LEfSe analysis of protein-based microbial relative abundances at the family and all higher taxonomic levels using an alpha value of 0.05 for the factorial Kruskal–Wallis test among classes and a threshold of 2.0 on the logarithmic LDA score for discriminative features. (A, B) Using outgrowth of CMA at visit 12 months as class, Yes: outgrowth of CMA at 12 months; no: no outgrowth of CMA at 12 months. Plot of discriminative features at (A) baseline visit; (B) visit 6 months. (C, D) Pairwise comparison between visits within the group with outgrowth of CMA, using visit as class. (C) visit 12 months (T12M) versus baseline (T0M); (D) visit 12 months (T12M) versus visit 6 months (T6M). (E–G) Pairwise comparison between visits within the group with persistent CMA, using visit as class. (E) visit 6 months (T6M) versus baseline (T0M); (F) visit 12 months (T12M) versus baseline (T0M); (G) visit 12 months (T12M) versus visit 6 months (T6M).

Figure 6

LEfSe analysis of microbial protein functional classes (KEGG Brite level c) using an alpha value of 0.05 for the factorial Kruskal–Wallis test among classes and a threshold of 2.0 on the logarithmic LDA score for discriminative features. (A–C) Using outgrowth of CMA at visit 12 months as class, Yes: outgrowth of CMA at 12 months; no: no outgrowth of CMA at 12 months.
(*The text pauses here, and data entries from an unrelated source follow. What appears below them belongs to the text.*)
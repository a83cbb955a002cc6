use dotenv::dotenv;
use gateway_ratelimit::{init_logging, PolicyResolver, RateLimitProperties, RateLimiterError};
use std::process::ExitCode;
use tracing::{error, info, warn};

const DEFAULT_CONFIG: &str = "ratelimit.json";

// Loads and validates the policy file so a gateway refuses to start with
// limits it would enforce wrongly.
fn main() -> ExitCode {
    dotenv().ok();
    init_logging();

    let path = std::env::var("RATE_LIMIT_CONFIG").unwrap_or_else(|_| DEFAULT_CONFIG.to_string());
    info!(path = path.as_str(), "Loading rate limit policies");

    let props = match RateLimitProperties::from_file(&path) {
        Ok(props) => props,
        Err(e) => {
            error!(path = path.as_str(), error = %e, "Could not read rate limit configuration");
            return ExitCode::FAILURE;
        }
    };

    let resolver = match PolicyResolver::from_properties(&props) {
        Ok(resolver) => resolver,
        Err(e @ RateLimiterError::InvalidPolicy(_)) => {
            error!(error = %e, "Refusing to start with invalid policies");
            return ExitCode::from(2);
        }
        Err(e) => {
            error!(error = %e, "Policy loading failed");
            return ExitCode::FAILURE;
        }
    };

    if !props.enabled {
        warn!("Rate limiting is disabled, no request will be limited");
    }

    let mut routes: Vec<&str> = resolver.routes().collect();
    routes.sort_unstable();
    for route in routes {
        for policy in resolver.policies_for(Some(route)) {
            info!(
                route = route,
                quota_type = ?policy.quota_type(),
                limit = policy.limit(),
                refresh_ms = policy.refresh_interval().as_millis() as u64,
                discriminators = ?policy.discriminators(),
                "Route policy"
            );
        }
    }
    for policy in resolver.policies_for(None) {
        info!(
            quota_type = ?policy.quota_type(),
            limit = policy.limit(),
            refresh_ms = policy.refresh_interval().as_millis() as u64,
            discriminators = ?policy.discriminators(),
            "Default policy"
        );
    }

    info!(
        key_prefix = resolver.key_prefix(),
        fail_mode = ?props.limiter.fail_mode,
        timeout_ms = props.limiter.timeout.as_millis() as u64,
        "Rate limit configuration valid"
    );
    ExitCode::SUCCESS
}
Plot of discriminative features at (A) baseline visit; (B) visit 6 months; (C) visit 12 months. (D–F) Pairwise comparison between visits within the group with outgrowth of CMA, using visit as class. (D) visit 6 months (T6M) versus baseline (T0M); (E) visit 12 months (T12M) versus baseline (T0M); (F) visit 12 months (T12M) versus visit 6 months (T6M). (G–I) Pairwise comparison between visits within the group with persistent CMA, using visit as class. (G) visit 6 months (T6M) versus baseline (T0M); (H) visit 12 months (T12M) versus baseline (T0M); (I) visit 12 months (T12M) versus visit 6 months (T6M).

Figure 7

LEfSe analysis of human protein classes using an alpha value of 0.05 for the factorial Kruskal–Wallis test among classes and a threshold of 2.0 on the logarithmic LDA score for discriminative features. (A-C) Using outgrowth of CMA at visit 12 months as class, Yes: outgrowth of CMA at 12 months; no: no outgrowth of at 12 months. Plot of discriminative features at (A) baseline visit; (B) visit 6 months; (C) visit 12 months. (D–F) Pairwise comparison between visits within the group with outgrowth of CMA, using visit as class. (D) visit 6 months (T6M) versus baseline (T0M); (E) visit 12 months (T12M) versus baseline (T0M); (F) visit 12 months (T12M) versus visit 6 months (T6M). (G–I) Pairwise comparison between visits within the group with persistent CMA, using visit as class. (G) visit 6 months (T6M) versus baseline (T0M); (H) visit 12 months (T12M) versus baseline (T0M); (I) visit 12 months (T12M) versus visit 6 months (T6M).